Now this order, strange as it seems, might of
course have deeper wisdom in it than we see. It would be mere rationalism at
once to set it aside because of its apparent lack in this respect. But the
question seems in place, Is this accepted as the order invariably? I quote an
extract from Delitzch on the book of Job, which will show how far this is from
being the fact: -
"As the work of the Chokma [the didactic class], the
book of Job stands, with the three other works belonging to this class of the
Israelitish literature, among the Hagiographa, which are called in Hebrew
simply Kethubim. Thus, by the side of the Law and the Prophets, the third
division of the canon is styled, in which are included all those writings
belonging neither to the province of prophetic history nor prophetic
declaration. Among the Hagiographa are writings even of a prophetic character,
as Psalms and Daniel, but their writers are not properly prophets. At present,
Lamentations stands among them; but this is not its original place, as also
Ruth appears to have stood originally between Judges and Samuel. Both
Lamentations and Ruth are placed among Hagiographa, that there the five
so-called Megilloth, or scrolls, may stand together: the Song of Songs, the
feast-book of the eighth passover-day; Ruth that of the second Shabuoth-day;
Lamentations, that of the ninth of Ab; Ecclesiastes, that of the eighth
Tabernacle-day; Esther, that of Purim. . . . The position which [the book of
Job] occupies is, moreover, a very shifting one. In the Alexandrine canon,
Chronicles, Ezra, Nehemiah, Tobit, Judith, Esther, follow the four books of the
Kings. The historical books, therefore, stand, from the earliest to the latest,
side by side; then begins with Job, in stricter sense poetical books. The
Melity of Sardis, in the second century, places Chronicles with the books of
the Kings, but arranges immediately after them the non-historical Hagiographa
in the following order: Psalms, Proverbs, Ecclesiastes, Canticles, Job. Here,
the Solomonic writings are joined to the Davidic psalter, and the anonymous
book of Job stands last. In our editions of the Bible, the hagiographa division
begins with Psalms, Proverbs, Job (the succession peculiar to MSS. of the
German class): in the Talmud, with Ruth, Psalms, Job, Proverbs; in the Masora,
and in MSS. of the Spanish class, with Chronicles, Psalms, Job, Proverbs. All
these modes of arangement are well considered."

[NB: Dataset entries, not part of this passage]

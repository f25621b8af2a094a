//! Error types for SATCHEL operations

use thiserror::Error;

/// Configuration errors.
#[derive(Debug, Clone, Error, PartialEq, Eq)]
pub enum ConfigError {
    #[error("Missing required configuration field: {field}")]
    MissingRequired { field: String },

    #[error("Invalid value for {field}: {value} - {reason}")]
    InvalidValue {
        field: String,
        value: String,
        reason: String,
    },

    #[error("Cache [{name}] is not configured")]
    CacheNotConfigured { name: String },

    #[error("Adapter [{name}] is not configured")]
    AdapterNotConfigured { name: String },
}

/// Time resolution errors.
#[derive(Debug, Clone, Error, PartialEq, Eq)]
pub enum TimeError {
    #[error("Invalid time expression [{expression}]: {reason}")]
    InvalidExpression { expression: String, reason: String },
}

/// Store capability errors.
///
/// Transport failures are surfaced verbatim in `reason`; the core never
/// catches or retries them.
#[derive(Debug, Clone, Error, PartialEq, Eq)]
pub enum StoreError {
    #[error("Store connection failed: {reason}")]
    Connection { reason: String },

    #[error("Store command failed: {reason}")]
    Command { reason: String },

    #[error("Serialization error for {what}: {reason}")]
    Serialization { what: String, reason: String },

    #[error("Store lock poisoned")]
    LockPoisoned,
}

/// Missing-feature errors.
#[derive(Debug, Clone, Error, PartialEq, Eq)]
pub enum CapabilityError {
    #[error("Adapter [{adapter}] does not support {operation}")]
    Unsupported { adapter: String, operation: String },

    #[error("Store version {found} is below {required}, required for {feature}")]
    StoreVersionTooOld {
        found: String,
        required: String,
        feature: String,
    },
}

/// Master error type for all SATCHEL errors.
#[derive(Debug, Clone, Error, PartialEq, Eq)]
pub enum SatchelError {
    #[error("Configuration error: {0}")]
    Config(#[from] ConfigError),

    #[error("Time error: {0}")]
    Time(#[from] TimeError),

    #[error("Store error: {0}")]
    Store(#[from] StoreError),

    #[error("Capability error: {0}")]
    Capability(#[from] CapabilityError),
}

/// Result type alias for SATCHEL operations.
pub type SatchelResult<T> = Result<T, SatchelError>;

/// Result type alias for store-capability operations.
pub type StoreResult<T> = Result<T, StoreError>;
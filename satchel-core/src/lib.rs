//! SATCHEL Core - Types and Leaf Logic
//!
//! Pure building blocks for the tagged-cache framework: the error
//! taxonomy, the expiration/time-expression resolver, namespace-scoped
//! key naming, configuration types, and the adapter capability
//! descriptor. No I/O happens in this crate.

pub mod capability;
pub mod config;
pub mod error;
pub mod keys;
pub mod time;

pub use capability::AdapterCapabilities;
pub use error::{
    CapabilityError, ConfigError, SatchelError, SatchelResult, StoreError, StoreResult, TimeError,
};
pub use keys::{Keyspace, DEFAULT_SEPARATOR};
pub use time::{Expires, ShiftParams};

// Re-export configuration types for registry integration
pub use config::{
    AdapterKind, AdapterSpec, CacheOptions, CacheProfile, ConnectionParams, RegistryConfig,
    DEFAULT_TTL_SECS,
};
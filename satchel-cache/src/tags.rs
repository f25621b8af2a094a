//! Tag index maintenance.
//!
//! Every item record carries its payload in the `data` field and a
//! JSON-encoded list of its tags in the `tags` field, and every tag
//! owns a set keyed under the namespace's tag prefix whose members are
//! physical item keys. `TagIndex` is the one place that knows both
//! halves of that layout: it appends the index writes that accompany
//! an item write, and it reads either direction back (item to tags,
//! tag to items).

use satchel_core::{Keyspace, SatchelResult, StoreError};
use satchel_store::{Store, WriteBatch};

/// Record field holding the item payload.
pub(crate) const DATA_FIELD: &str = "data";

/// Record field holding the JSON-encoded tag list of an item.
pub(crate) const TAGS_FIELD: &str = "tags";

// =============================================================================
// Tag Codec
// =============================================================================

pub(crate) fn encode_tags(tags: &[String]) -> Result<Vec<u8>, StoreError> {
    serde_json::to_vec(tags).map_err(|e| StoreError::Serialization {
        what: "tags".to_string(),
        reason: e.to_string(),
    })
}

pub(crate) fn decode_tags(bytes: &[u8]) -> Result<Vec<String>, StoreError> {
    serde_json::from_slice(bytes).map_err(|e| StoreError::Serialization {
        what: "tags".to_string(),
        reason: e.to_string(),
    })
}

// =============================================================================
// Tag Index
// =============================================================================

/// Reader and writer for the item/tag cross references of one namespace.
#[derive(Debug, Clone)]
pub struct TagIndex {
    keyspace: Keyspace,
}

impl TagIndex {
    pub fn new(keyspace: Keyspace) -> Self {
        Self { keyspace }
    }

    pub fn keyspace(&self) -> &Keyspace {
        &self.keyspace
    }

    /// Append the index writes for storing `physical_key` under `tags`:
    /// the JSON tag list on the record itself plus one set insertion per
    /// tag. The caller owns the batch so the item write and its index
    /// writes land in a single atomic apply.
    pub fn append_set_ops(
        &self,
        batch: &mut WriteBatch,
        physical_key: &str,
        tags: &[String],
    ) -> Result<(), StoreError> {
        batch.put_field(physical_key, TAGS_FIELD, encode_tags(tags)?);
        for tag in tags {
            batch.add_members(self.keyspace.tag_key(tag), vec![physical_key.to_string()]);
        }
        Ok(())
    }

    /// Tags recorded on an item, or `None` when the record (or its tag
    /// field) is missing. Accepts logical or physical keys.
    pub async fn item_tags<S: Store + ?Sized>(
        &self,
        store: &S,
        key: &str,
    ) -> SatchelResult<Option<Vec<String>>> {
        let physical = self.keyspace.item_key(key);
        match store.field(&physical, TAGS_FIELD).await? {
            Some(bytes) => Ok(Some(decode_tags(&bytes)?)),
            None => Ok(None),
        }
    }

    /// Physical keys of the items currently indexed under `tag`. Empty
    /// when the tag has no set.
    pub async fn tagged_items<S: Store + ?Sized>(
        &self,
        store: &S,
        tag: &str,
    ) -> SatchelResult<Vec<String>> {
        Ok(store.members(&self.keyspace.tag_key(tag)).await?)
    }

    /// Every tag set key currently present in the namespace.
    pub async fn tag_set_keys<S: Store + ?Sized>(&self, store: &S) -> SatchelResult<Vec<String>> {
        Ok(store.scan_prefix(&self.keyspace.tag_prefix()).await?)
    }
}

// =============================================================================
// Tests
// =============================================================================
//! SATCHEL Cache - Tagged Cache Engine and Registry
//!
//! The engine half of SATCHEL: [`TaggedCache`] speaks the tagged-item
//! protocol over any [`Store`](satchel_store::Store), [`CacheRegistry`]
//! builds and hands out adapters from configuration, and the GC policy
//! keeps the tag index honest without a scheduler.

pub mod adapter;
pub mod gc;
pub mod registry;
pub mod tags;

pub use adapter::{CacheAdapter, SetOptions, TagMatch, TaggedCache};
pub use gc::{GcPolicy, OptimizeReport};
pub use registry::CacheRegistry;
pub use tags::TagIndex;
//! SATCHEL Redis - Redis Store Backend
//!
//! [`RedisStore`] implements the store capability over a multiplexed
//! Redis connection. See satchel-cache for the engine that drives it.

pub mod store;

pub use store::RedisStore;
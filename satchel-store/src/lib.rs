//! SATCHEL Store - Key-Value Store Capability
//!
//! Defines the store abstraction the cache engine runs against and the
//! in-memory reference implementation. The Redis implementation lives
//! in satchel-redis.

pub mod batch;
pub mod memory;
pub mod traits;

pub use batch::{WriteBatch, WriteOp};
pub use memory::MemoryStore;
pub use satchel_core::StoreResult;
pub use traits::Store;
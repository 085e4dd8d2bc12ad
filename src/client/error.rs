//! Error types for the transport client.

use thiserror::Error;

/// Errors that can occur while talking to the `PharmaBot` backend.
#[derive(Debug, Error)]
pub enum TransportError {
    /// Client configuration rejected before any request was made.
    #[error("Configuration error: {0}")]
    InvalidConfig(String),

    /// Base URL or request URL could not be parsed.
    #[error("Invalid URL: {0}")]
    InvalidUrl(#[from] url::ParseError),

    /// HTTP client could not be built.
    #[error("HTTP client error: {0}")]
    HttpClient(String),

    /// Connection failure or any other I/O level request error.
    #[error("Connection failed: {0}")]
    Connection(#[source] reqwest::Error),

    /// Timeout waiting for response.
    #[error("Request timed out")]
    Timeout,

    /// Backend answered with a non-2xx status.
    #[error("Backend returned status {status}: {body}")]
    Status {
        /// HTTP status code.
        status: u16,
        /// Raw response body, usually a `{"detail": ...}` payload.
        body: String,
    },

    /// Response body was not the expected JSON document.
    #[error("Malformed response body (status {status}): {source}")]
    Decode {
        /// HTTP status code of the response that failed to decode.
        status: u16,
        /// Underlying JSON error.
        #[source]
        source: serde_json::Error,
    },
}

impl From<reqwest::Error> for TransportError {
    fn from(err: reqwest::Error) -> Self {
        if err.is_timeout() {
            Self::Timeout
        } else {
            Self::Connection(err)
        }
    }
}

impl TransportError {
    /// HTTP status carried by this error, if a response was received.
    #[must_use]
    pub const fn status(&self) -> Option<u16> {
        match self {
            Self::Status { status, .. } | Self::Decode { status, .. } => Some(*status),
            _ => None,
        }
    }

    /// Check if this error is a timeout.
    #[must_use]
    pub const fn is_timeout(&self) -> bool {
        matches!(self, Self::Timeout)
    }
}

/// Convenience result alias for transport operations.
pub type ApiResult<T> = Result<T, TransportError>;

Perhaps; but the only thing
they leave plain is that the later arrangement of books differs from the
earlier, that at any time perhaps arrangements differed; that that of the "five
rolls" is simply a more or less recent one for liturgical purposes; and that we
have no recog- nized divine one at all, save only that of the Law, the
Prophets, and the Psalms, which the Lord recognized in the last chapter of
Luke.
We are compelled, therefore, to examine for ourselves if there be any
arrangement that we can recognize as divine at all, for a mere human one is not
what we are seeking or would satisfy us in any respect. And here we will first
of all look for what would seem a natural arrangement, and then see what, if
any thing, the numerical system may have to say to it.
And undoubtedly
what would seem most natural, in view of the one limitation which Scripture
itself has imposed on us, would be in the main what we have in our Bibles, only
reversing the order of the poetical and prophetic books. The historical books
would thus stand first, in two divisions, - the Pentateuch, or Law, and the
rest from Joshua. Here, the chronological order would apparently be the
necessary one, with perhaps an exception in the case of Chronicles, which is a
rehearsal of the history with a special purpose. Then we should have the
Prophets, larger and smaller. Finally, the five poetical books.
Now
what struck me as I looked at these four divisions, could not but inspire me
with hope that here was indeed something like a divine arrangement. Each of
these divisions falls easily into five parts; and upon looking similarly at the
New Testament, it too seemed to fall also into five parts. Five Pentateuchs
make up the whole Bible!
This was indeed to me an illuminating
discovery. Was, then, that Pentateuch of Moses, so dishonoured by the
latter-day generation of critics, the basis of the structure of all Scripture?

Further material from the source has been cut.